-- What to do --
Give the number of lines below that hold "Parser", and only that.

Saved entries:
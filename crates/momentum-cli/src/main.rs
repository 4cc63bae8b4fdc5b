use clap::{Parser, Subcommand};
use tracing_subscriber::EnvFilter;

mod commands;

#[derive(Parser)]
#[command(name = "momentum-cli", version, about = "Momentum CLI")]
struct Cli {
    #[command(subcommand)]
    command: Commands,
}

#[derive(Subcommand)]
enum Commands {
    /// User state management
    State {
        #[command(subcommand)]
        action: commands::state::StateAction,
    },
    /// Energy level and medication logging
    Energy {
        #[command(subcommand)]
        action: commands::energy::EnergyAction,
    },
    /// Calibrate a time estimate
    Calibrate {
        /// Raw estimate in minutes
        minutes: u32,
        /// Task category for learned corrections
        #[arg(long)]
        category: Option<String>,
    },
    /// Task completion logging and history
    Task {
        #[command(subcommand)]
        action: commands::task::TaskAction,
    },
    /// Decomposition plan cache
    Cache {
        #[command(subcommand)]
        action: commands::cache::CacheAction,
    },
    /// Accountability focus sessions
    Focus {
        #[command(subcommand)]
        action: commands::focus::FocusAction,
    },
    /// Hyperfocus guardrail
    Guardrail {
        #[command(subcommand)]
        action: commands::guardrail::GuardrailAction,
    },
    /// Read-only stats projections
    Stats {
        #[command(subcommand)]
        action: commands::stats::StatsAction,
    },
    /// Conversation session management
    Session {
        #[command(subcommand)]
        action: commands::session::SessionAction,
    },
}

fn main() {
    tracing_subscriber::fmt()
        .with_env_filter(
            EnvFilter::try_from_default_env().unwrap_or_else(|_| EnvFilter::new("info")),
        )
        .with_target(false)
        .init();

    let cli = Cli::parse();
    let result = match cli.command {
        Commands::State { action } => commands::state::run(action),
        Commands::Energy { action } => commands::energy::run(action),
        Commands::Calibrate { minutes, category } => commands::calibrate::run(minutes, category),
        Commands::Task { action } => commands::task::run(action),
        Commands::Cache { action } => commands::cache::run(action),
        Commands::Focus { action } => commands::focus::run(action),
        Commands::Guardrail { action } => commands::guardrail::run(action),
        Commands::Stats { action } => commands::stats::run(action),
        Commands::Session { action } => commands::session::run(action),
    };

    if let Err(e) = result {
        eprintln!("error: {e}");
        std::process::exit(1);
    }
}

-- Task answer --
2